First Timers Day
We woke up amazingly rested on Wednesday. As I showered and got dressed, my stomach was virtually butterfly-free. This was due to the fact I had spotted my friend Laura, a fellow blogger, crossing the lobby the night before. I found myself pointing at her and felt a smile spread across my face. She quickly smiled back and approached us for introductions and hugs. Although we know volumes about each other from our relationship on line, it was the first time we had actually met. Surprisingly, this tiny detail made no difference whatsoever. We met her son Aaron and daughter Michaela. Erik was instantly pathologically twitterpated with the beautiful Micheala and would talk about her for the rest of the week. Laura reminded us that she would be at the daycare check in table the next day, so any anxiety I had about facing the crowd downstairs the next day simply vanished.
I dressed Erik in the fluorescent, lime-green WSA T-shirt that he would wear all week for daycare, and he eventually let us hang a name badge around his neck, although he was less than happy about it. My parents met us at our room, and we all made our way downstairs. We greeted Laura and checked Erik in at daycare, where he was put into a room with other children, some of whom I recognized, and we headed to the grand ballroom across the hotel. We found a beautiful selection of fruit, pastries, and lovely, strong coffee displayed on long tables outside the ballroom. After finishing a light breakfast as we stood around and chatted, we entered the room and found a row of chairs to sit in and wait for things to begin. I looked at my mother and took a deep breath.

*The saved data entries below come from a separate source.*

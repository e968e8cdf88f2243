//! Reading part of a source: an axis aligned crop, or a decimated copy.

use ndarray::{Array3, Axis, s};
use rayon::prelude::*;
use tracing::debug;

use crate::formats::SliceSource;
use crate::geometry::{
    decimated_len, highest_sample_rate, map_extent, resolve_extent, sample_rate_for_bounds,
    whole_extent,
};
use crate::progress::{ChunkCounter, ProgressSink};
use crate::volume::Volume;
use crate::volume_loader::ReadError;

/// Read the inclusive extent `[x0, x1, y0, y1, z0, z1]` of `source`.
///
/// Entries of `-1` stand for the whole axis bound. Only slices `z0..=z1`
/// are read. The volume keeps the source spacing and origin and reports
/// `extent` back from [`Volume::extent`].
pub fn crop(
    source: &dyn SliceSource,
    extent: [i64; 6],
    progress: &dyn ProgressSink,
) -> Result<Volume, ReadError> {
    let shape = source.shape();
    let extent = resolve_extent(extent, whole_extent(shape));
    let region = map_extent(extent, shape)?;
    debug!(?extent, ?region, "cropping");

    let z = region.z.clone();
    let step = z.len().div_ceil(16).max(1);
    let ranges: Vec<_> = z
        .clone()
        .step_by(step)
        .map(|start| start..(start + step).min(z.end))
        .collect();

    let counter = ChunkCounter::new(ranges.len(), progress);
    let chunks = ranges
        .into_iter()
        .map(|range| {
            let chunk = source.read_slices(range)?;
            counter.finish_one();
            Ok(chunk
                .slice_move(s![.., region.y.clone(), region.x.clone()])
                .as_standard_layout()
                .into_owned())
        })
        .collect::<Result<Vec<_>, ReadError>>()?;
    let views: Vec<_> = chunks.iter().map(|chunk| chunk.view()).collect();
    let data = ndarray::concatenate(Axis(0), &views)?;

    Ok(Volume::new(data, source.spacing())
        .with_origin(source.origin())
        .with_offset(region.offset())
        .with_element_type(source.element_type()))
}

/// Keep every `rate`-th voxel per axis, with the rate chosen so that every
/// axis fits `bounds` and is never finer than `sample_rate`.
///
/// `bounds` and `sample_rate` are `(x, y, z)`.
pub fn decimate(
    source: &dyn SliceSource,
    bounds: [usize; 3],
    sample_rate: Option<[usize; 3]>,
    progress: &dyn ProgressSink,
) -> Result<Volume, ReadError> {
    let shape = source.shape();
    let computed = sample_rate_for_bounds(shape, bounds)?;
    let [rx, ry, rz] = highest_sample_rate(sample_rate.unwrap_or([1; 3]), computed);
    debug!(rate = ?[rx, ry, rz], ?bounds, "decimating");

    let out_z = decimated_len(shape.z(), rz);
    let counter = ChunkCounter::new(out_z, progress);
    let slices = (0..out_z)
        .into_par_iter()
        .map(|k| {
            let z = k * rz;
            let slab = source.read_slices(z..z + 1)?;
            counter.finish_one();
            Ok(slab.slice(s![0, ..;ry, ..;rx]).to_owned())
        })
        .collect::<Result<Vec<_>, ReadError>>()?;

    let mut data = Array3::zeros((
        out_z,
        decimated_len(shape.y(), ry),
        decimated_len(shape.x(), rx),
    ));
    for (mut out, slice) in data.outer_iter_mut().zip(&slices) {
        out.assign(slice);
    }

    let spacing = source.spacing();
    let rate = [rx, ry, rz];
    let spacing = std::array::from_fn(|i| spacing[i] * rate[i] as f64);
    Ok(Volume::new(data, spacing)
        .with_origin(source.origin())
        .with_element_type(source.element_type()))
}

#[cfg(test)]
mod tests {
    use super::*;
    use crate::enums::ElementType;
    use crate::geometry::{GeometryError, Shape3};
    use crate::progress::NoProgress;
    use std::ops::Range;

    /// Voxel `[z, y, x]` holds `100 z + 10 y + x`.
    struct Ramp(Shape3);

    impl SliceSource for Ramp {
        fn shape(&self) -> Shape3 {
            self.0
        }

        fn element_type(&self) -> ElementType {
            ElementType::U16
        }

        fn read_slices(&self, z: Range<usize>) -> Result<Array3<f32>, ReadError> {
            let start = z.start;
            Ok(Array3::from_shape_fn((z.len(), self.0.y(), self.0.x()), |(k, j, i)| {
                ((start + k) * 100 + j * 10 + i) as f32
            }))
        }
    }

    #[test]
    fn z_crop_keeps_offset_in_extent() {
        let source = Ramp(Shape3::new(6, 10, 5).unwrap());
        let volume = crop(&source, [0, 5, 0, 9, 1, 3], &NoProgress).unwrap();
        assert_eq!(volume.shape(), [6, 10, 3]);
        assert_eq!(volume.extent(), [0, 5, 0, 9, 1, 3]);
        assert_eq!(volume.data()[[0, 0, 0]], 100.0);
        assert_eq!(volume.data()[[2, 9, 5]], 395.0);
    }

    #[test]
    fn crop_in_plane_with_wildcards() {
        let source = Ramp(Shape3::new(6, 10, 5).unwrap());
        let volume = crop(&source, [2, 3, 4, -1, -1, 0], &NoProgress).unwrap();
        assert_eq!(volume.extent(), [2, 3, 4, 9, 0, 0]);
        assert_eq!(volume.data()[[0, 0, 0]], 42.0);
    }

    #[test]
    fn crop_rejects_out_of_bounds() {
        let source = Ramp(Shape3::new(6, 10, 5).unwrap());
        let result = crop(&source, [0, 6, 0, 9, 0, 4], &NoProgress);
        assert!(matches!(
            result,
            Err(ReadError::Geometry(GeometryError::InvalidExtent { .. }))
        ));
    }

    #[test]
    fn decimate_to_bounds() {
        let source = Ramp(Shape3::new(6, 10, 5).unwrap());
        let volume = decimate(&source, [3, 10, 5], Some([1, 1, 2]), &NoProgress).unwrap();
        assert_eq!(volume.shape(), [3, 10, 3]);
        assert_eq!(volume.spacing(), [2.0, 1.0, 2.0]);
        assert_eq!(volume.data()[[1, 1, 2]], 214.0);
    }
}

I then put my fists in the air as if I were about to plunge downhill on a roller coaster, and said, "Woo hoo! Bring it on!" I laughed because I was actually scared as hell.

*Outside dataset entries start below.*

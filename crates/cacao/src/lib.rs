//! cacao: chocolate-bar rating analysis.
//!
//! Loads the Flavors of Cacao review table, normalizes it, and estimates how
//! well a random forest predicts expert ratings using nested cross-validation
//! against a mean-guessing baseline.
//!
//! # Key Types
//!
//! - [`Table`] / [`Target`] - Review data and the rating vector
//! - [`EncodedMatrix`] - One-hot encoded, feature-major numeric features
//! - [`RandomForestParams`] / [`RandomForest`] - Estimator and fitted model
//! - [`NestedCrossValidator`] / [`NestedCvConfig`] - Performance estimation
//! - [`EvaluationConfig`] / [`EvaluationReport`] - Run settings and output
//!
//! # Pipeline
//!
//! ```
//! use cacao::data::{split_features_labels, columns::RATING};
//! use cacao::model::{MaxFeatures, RandomForestParams};
//! use cacao::validation::{guess_from_mean, BaselineConfig, NestedCrossValidator, NestedCvConfig};
//!
//! let table = cacao::testing::synthetic_reviews(60, 0);
//! let (features, target) = split_features_labels(&table, RATING).unwrap();
//!
//! let baseline = guess_from_mean(target.values(), &BaselineConfig::default()).unwrap();
//! assert_eq!(baseline.len(), 50);
//!
//! let grid = vec![
//!     RandomForestParams::builder().n_trees(5).max_depth(3).build().unwrap(),
//!     RandomForestParams::builder().n_trees(5).max_features(MaxFeatures::Sqrt).build().unwrap(),
//! ];
//! let config = NestedCvConfig::builder().n_trials(1).inner_folds(2).outer_folds(3).build().unwrap();
//! let scores = NestedCrossValidator::new(config).run(&features, &target, &grid).unwrap();
//! assert_eq!(scores.scores().dim(), (1, 3));
//! ```

pub mod config;
pub mod data;
pub mod encoding;
pub mod model;
pub mod report;
pub mod testing;
pub mod utils;
pub mod validation;

// =============================================================================
// Convenience Re-exports
// =============================================================================

pub use config::{ConfigError, EvaluationConfig};

pub use data::{Column, Table, Target};

pub use encoding::EncodedMatrix;

pub use model::{Predict, RandomForest, RandomForestParams, Regressor};

pub use report::EvaluationReport;

pub use validation::{NestedCrossValidator, NestedCvConfig, ValidationError};

pub use utils::{Parallelism, run_with_threads};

We were welcomed to the event and immediately shown a beautiful video featuring the siblings of those with WS. My heart seemed to swell a bit as I heard each story from a variety of families in different settings, but I found myself feeling slightly depressed, too. Being in an emotionally vulnerable and raw state to begin with, I suppose that this topic took me a bit by surprise. I reminded myself that although Erik has doesn't have a brother or a sister, he has a gigantic fan club, including friends and family members we make every effort to see regularly. I had no idea at the time, but there were a handful of other parents in the crowd feeling the same mixed emotions. Even feeling worse than I did. I would discover this later, and positive things would come from it.

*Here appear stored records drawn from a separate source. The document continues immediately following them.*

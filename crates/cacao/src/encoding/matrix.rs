//! Numeric feature matrix produced by one-hot encoding.

use std::collections::HashSet;

use ndarray::{Array2, ArrayView1, ArrayView2, Axis};

use super::EncodingError;

/// What an encoded column represents.
#[derive(Clone, Debug, PartialEq, Eq)]
pub enum EncodedKind {
    /// A numeric source column, passed through unchanged.
    Numeric,
    /// Indicator for one category of a categorical source column.
    Indicator { category: String },
}

/// Metadata for one encoded column.
#[derive(Clone, Debug, PartialEq, Eq)]
pub struct EncodedColumn {
    /// Encoded column name (`"{source}_{category}"` for indicators).
    pub name: String,
    /// Name of the source column in the feature table.
    pub source: String,
    pub kind: EncodedKind,
}

impl EncodedColumn {
    pub fn numeric(source: impl Into<String>) -> Self {
        let source = source.into();
        Self {
            name: source.clone(),
            source,
            kind: EncodedKind::Numeric,
        }
    }

    pub fn indicator(source: impl Into<String>, category: impl Into<String>) -> Self {
        let source = source.into();
        let category = category.into();
        Self {
            name: format!("{source}_{category}"),
            source,
            kind: EncodedKind::Indicator { category },
        }
    }

    #[inline]
    pub fn is_indicator(&self) -> bool {
        matches!(self.kind, EncodedKind::Indicator { .. })
    }
}

/// Encoded feature matrix.
///
/// # Storage Layout
///
/// Values are stored **feature-major**: `[n_features, n_samples]`, so each
/// column's values across all samples are contiguous. Tree building sorts
/// samples one feature at a time and benefits from this layout.
#[derive(Clone, Debug, PartialEq)]
pub struct EncodedMatrix {
    columns: Vec<EncodedColumn>,
    index: Vec<usize>,
    features: Array2<f64>,
}

impl EncodedMatrix {
    /// Create a matrix from feature-major values.
    ///
    /// # Errors
    ///
    /// - [`EncodingError::ShapeMismatch`] if the array shape disagrees with
    ///   the column list or the row index
    /// - [`EncodingError::DuplicateColumn`] if two columns share a name
    pub fn new(
        columns: Vec<EncodedColumn>,
        index: Vec<usize>,
        features: Array2<f64>,
    ) -> Result<Self, EncodingError> {
        let expected = (columns.len(), index.len());
        if features.dim() != expected {
            return Err(EncodingError::ShapeMismatch {
                expected,
                got: features.dim(),
            });
        }
        let mut seen = HashSet::with_capacity(columns.len());
        for col in &columns {
            if !seen.insert(col.name.as_str()) {
                return Err(EncodingError::DuplicateColumn(col.name.clone()));
            }
        }
        Ok(Self {
            columns,
            index,
            features,
        })
    }

    #[inline]
    pub fn n_samples(&self) -> usize {
        self.features.ncols()
    }

    #[inline]
    pub fn n_features(&self) -> usize {
        self.features.nrows()
    }

    #[inline]
    pub fn columns(&self) -> &[EncodedColumn] {
        &self.columns
    }

    pub fn column_names(&self) -> Vec<&str> {
        self.columns.iter().map(|c| c.name.as_str()).collect()
    }

    /// Row identities, in sample order.
    #[inline]
    pub fn index(&self) -> &[usize] {
        &self.index
    }

    /// Feature-major view: `[n_features, n_samples]`.
    #[inline]
    pub fn features(&self) -> ArrayView2<'_, f64> {
        self.features.view()
    }

    /// Values of one encoded column across all samples.
    pub fn column(&self, name: &str) -> Option<ArrayView1<'_, f64>> {
        self.columns
            .iter()
            .position(|c| c.name == name)
            .map(|i| self.features.row(i))
    }

    /// Gather samples by position into a new matrix.
    ///
    /// # Panics
    ///
    /// Panics if a position is out of bounds.
    pub fn select_rows(&self, positions: &[usize]) -> EncodedMatrix {
        EncodedMatrix {
            columns: self.columns.clone(),
            index: positions.iter().map(|&p| self.index[p]).collect(),
            features: self.features.select(Axis(1), positions),
        }
    }
}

The rest of the day was spent in lectures regarding Williams syndrome creating a strange and wonderful culture of its own, the sometimes deadly medical problems that often accompany the syndrome, and various therapies. The term "WS Pride" even emerged, making me smile. A panel of parents of children with WS spoke about their children and experiences, and I identified with them all on some level. We heard Drs. Levine, Morris, Mervis, and Pober speak, which was beyond thrilling to a hopeless nerd like me. I have never been so thankful to be a medical transcriptionist. I could easily interpret the jargon and maps of the brain. I remember looking at a illustration of chromosome number seven on the giant screen in front of us and seeing the gaping hole where those 25 genes should be in my son but simply failed to show up, cruelly determining his fate despite all of the hard work I put into having a healthy pregnancy and child. I thought of how very strange it was that I felt so detached and clinical while I listened to these lectures and viewed graphs, charts, and scans related to cognitive impairment, behavior, and brain abnormalities. At times I actually had to remind myself why I was sitting in that chair. In that hotel. In that city. Surrounded by those people with eyes sometimes as wide as mine. That I was listening to the most personal of all medical lectures ever and studying the very spot where I feel things went horribly wrong when Erik came to be and would cause his body and brain not to function normally yet contribute to the wonderful little person he has turned out to be. The birth defect that I have grown to hate and love simultaneously. Even knowing this, I felt cool, calm, and collected, as if I were floating above it all having a near death experience in an operating room sporting a bloody, open incision in my abdomen. Knowing myself as well as I do, I knew that it would all catch up with me in a hot wave of nastiness later but seemed to have subconsciously gone to the fuse box in my brain earlier and flipped my emotional switches off for the time being. Either that, or I had blown a fuse somewhere and would feel nothing ever again. At that time, it didn't matter. I was fully aware that it was the mechanism I would use to survive the week without slumping into a shuddering, sobbing heap of a woman.
And it worked. At least for the next few days.